These projects, which will be completed this year, are on the heels of the city spending $1.4 million to repave 11 of a dozen streets in the city. The last street in this year’s paving program will be Carmody Boulevard off Germantown Road.
Carmody will be repaved by the end of the summer.
No borders for jobs
The Ohio Department of Job and Family Services is defending OhioMeansJobs.com that allows out-of-state job searches.
Following Gov. John Kasich's signing Thursday at Cincinnati State Middletown of two House Bills geared to help match unemployed and underemployed Ohioans with new jobs, Ohio Democratic spokesman Matt McGrath criticized the job search website for allowing out-of-state searches.
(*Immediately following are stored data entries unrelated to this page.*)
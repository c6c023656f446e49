//! Error types for Drips stream estimation

use thiserror::Error;

pub type Result<T> = std::result::Result<T, DripsError>;

#[derive(Error, Debug)]
pub enum DripsError {
    #[error("Configuration error: {0}")]
    Config(String),

    #[error("Validation error: {0}")]
    Validation(String),

    #[error("Decode error: {0}")]
    Decode(String),

    /// The event log or metadata is internally inconsistent.
    #[error("Integrity violation: {0}")]
    Integrity(String),

    #[error("Not found: {0}")]
    NotFound(String),

    #[error("IO error: {0}")]
    Io(#[from] std::io::Error),

    #[error("Serialization error: {0}")]
    Serialization(#[from] serde_json::Error),
}

impl DripsError {
    pub fn error_code(&self) -> &'static str {
        match self {
            Self::Config(_) => "CONFIG_ERROR",
            Self::Validation(_) => "VALIDATION_ERROR",
            Self::Decode(_) => "DECODE_ERROR",
            Self::Integrity(_) => "INTEGRITY_VIOLATION",
            Self::NotFound(_) => "NOT_FOUND",
            Self::Io(_) => "IO_ERROR",
            Self::Serialization(_) => "SERIALIZATION_ERROR",
        }
    }

    /// Integrity violations must abort the whole computation for the asset config.
    pub fn is_integrity_violation(&self) -> bool {
        matches!(self, Self::Integrity(_))
    }
}
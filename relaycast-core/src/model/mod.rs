mod candidate;
mod ice;
mod role;
mod signaling;
mod state;
mod stream;
mod viewer;

pub use candidate::PathCandidate;
pub use ice::IceServerConfig;
pub use role::{InvalidRole, Role};
pub use signaling::SignalMessage;
pub use state::SignalingState;
pub use stream::StreamId;
pub use viewer::ViewerId;
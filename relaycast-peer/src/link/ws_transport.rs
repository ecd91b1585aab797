use crate::error::LinkError;
use crate::link::{RelayChannel, RelayFrame, RelayTransport};
use async_trait::async_trait;
use futures::{SinkExt, StreamExt};
use tokio::sync::mpsc;
use tokio_tungstenite::connect_async;
use tokio_tungstenite::tungstenite::Message;
use tracing::{debug, warn};

const ABNORMAL_CLOSURE: u16 = 1006;

/// WebSocket relay transport.
#[derive(Debug, Clone, Default)]
pub struct WsTransport;

#[async_trait]
impl RelayTransport for WsTransport {
    async fn connect(&self, url: &str) -> Result<RelayChannel, LinkError> {
        let (socket, _) = connect_async(url).await.map_err(|e| LinkError::Connect {
            url: url.to_owned(),
            reason: e.to_string(),
        })?;
        debug!("WebSocket connected to {}", url);

        let (mut sender, mut receiver) = socket.split();
        let (out_tx, mut out_rx) = mpsc::unbounded_channel::<String>();
        let (in_tx, in_rx) = mpsc::unbounded_channel::<RelayFrame>();

        let mut send_task = tokio::spawn(async move {
            while let Some(text) = out_rx.recv().await {
                if sender.send(Message::Text(text.into())).await.is_err() {
                    return;
                }
            }
            let _ = sender.send(Message::Close(None)).await;
        });

        let mut recv_task = tokio::spawn(async move {
            let mut code = Some(ABNORMAL_CLOSURE);
            let mut reason = String::from("connection lost");

            while let Some(msg) = receiver.next().await {
                match msg {
                    Ok(Message::Text(text)) => {
                        if in_tx.send(RelayFrame::Text(text.as_str().to_owned())).is_err() {
                            return;
                        }
                    }
                    Ok(Message::Close(frame)) => {
                        code = frame.as_ref().map(|f| u16::from(f.code));
                        reason = frame
                            .map(|f| f.reason.as_str().to_owned())
                            .unwrap_or_default();
                        break;
                    }
                    Ok(_) => {}
                    Err(e) => {
                        warn!("WebSocket error: {}", e);
                        reason = e.to_string();
                        break;
                    }
                }
            }
            let _ = in_tx.send(RelayFrame::Closed { code, reason });
        });

        tokio::spawn(async move {
            tokio::select! {
                _ = (&mut send_task) => recv_task.abort(),
                _ = (&mut recv_task) => send_task.abort(),
            };
        });

        Ok(RelayChannel {
            outgoing: out_tx,
            incoming: in_rx,
        })
    }
}
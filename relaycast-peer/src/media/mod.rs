mod local_media;
mod remote_sink;

pub use local_media::{LocalMedia, MediaSource, SharedTrack, StaticMediaSource};
pub use remote_sink::{LoggingSink, RemoteMedia, RemoteSink};
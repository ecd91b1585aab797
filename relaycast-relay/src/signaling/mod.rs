mod relay_service;
mod ws_handler;

pub use relay_service::RelayService;
pub use ws_handler::{legacy_ws_handler, ws_handler};
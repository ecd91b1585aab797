use relaycast_core::PathCandidate;
use std::collections::VecDeque;

/// Holds remote path candidates that arrived before the remote description.
///
/// Candidates routinely beat the SDP across the relay; dropping them loses
/// connectivity on some network topologies, so they wait here and are
/// replayed in arrival order once the session can accept them.
#[derive(Debug, Default)]
pub struct CandidateQueue {
    pending: VecDeque<PathCandidate>,
}

impl CandidateQueue {
    pub fn new() -> Self {
        Self::default()
    }

    pub fn enqueue(&mut self, candidate: PathCandidate) {
        self.pending.push_back(candidate);
    }

    /// Returns the candidate for immediate application when `ready`,
    /// otherwise queues it and returns `None`.
    pub fn drain_if_ready(&mut self, candidate: PathCandidate, ready: bool) -> Option<PathCandidate> {
        if ready {
            return Some(candidate);
        }
        self.enqueue(candidate);
        None
    }

    /// Takes every queued candidate in arrival order, leaving the queue empty.
    pub fn flush(&mut self) -> Vec<PathCandidate> {
        self.pending.drain(..).collect()
    }

    pub fn clear(&mut self) {
        self.pending.clear();
    }

    pub fn len(&self) -> usize {
        self.pending.len()
    }

    pub fn is_empty(&self) -> bool {
        self.pending.is_empty()
    }
}
use relaycast_core::IceServerConfig;

/// Configuration for the WebRTC negotiator.
#[derive(Debug, Clone)]
pub struct NegotiationConfig {
    pub ice_servers: Vec<IceServerConfig>,
}

impl Default for NegotiationConfig {
    fn default() -> Self {
        Self {
            ice_servers: IceServerConfig::defaults(),
        }
    }
}
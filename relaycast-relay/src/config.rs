use std::net::SocketAddr;

pub const DEFAULT_BIND_ADDR: ([u8; 4], u16) = ([0, 0, 0, 0], 8000);

#[derive(Debug, Clone)]
pub struct RelayConfig {
    pub bind: SocketAddr,
}

impl Default for RelayConfig {
    fn default() -> Self {
        Self {
            bind: SocketAddr::from(DEFAULT_BIND_ADDR),
        }
    }
}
In Friday’s Journal, McGrath was quoted as saying: “The governor should work to fix his website to help people find employment in the Buckeye state, rather than send them and their tax dollars to states like Michigan, Pennsylvania or New York.”
Ben Johnson, spokesman for the Ohio Department of Job and Family Services said OhioMeansJobs.com — which was launched in 2008 during Gov. Ted Strickland’s administration — should permit out-of-state searches for a number of reasons, including to help residents in border cities like Cincinnati, Youngstown and Toledo, find jobs close to home that may be in neighboring states.
“It absolutely makes no sense to hide jobs from people,” Johnson said.
The bills signed into law, House Bill 1 and 2, will re-brand the state’s one-stop job centers to OhioMeansJobs centers in each county and require those seeking unemployment to register on OhioMeansJobs.com.
There were nearly 117,000 jobs listed just in Ohio and more than 3.39 million jobs in the country and Puerto Rico as of Friday afternoon.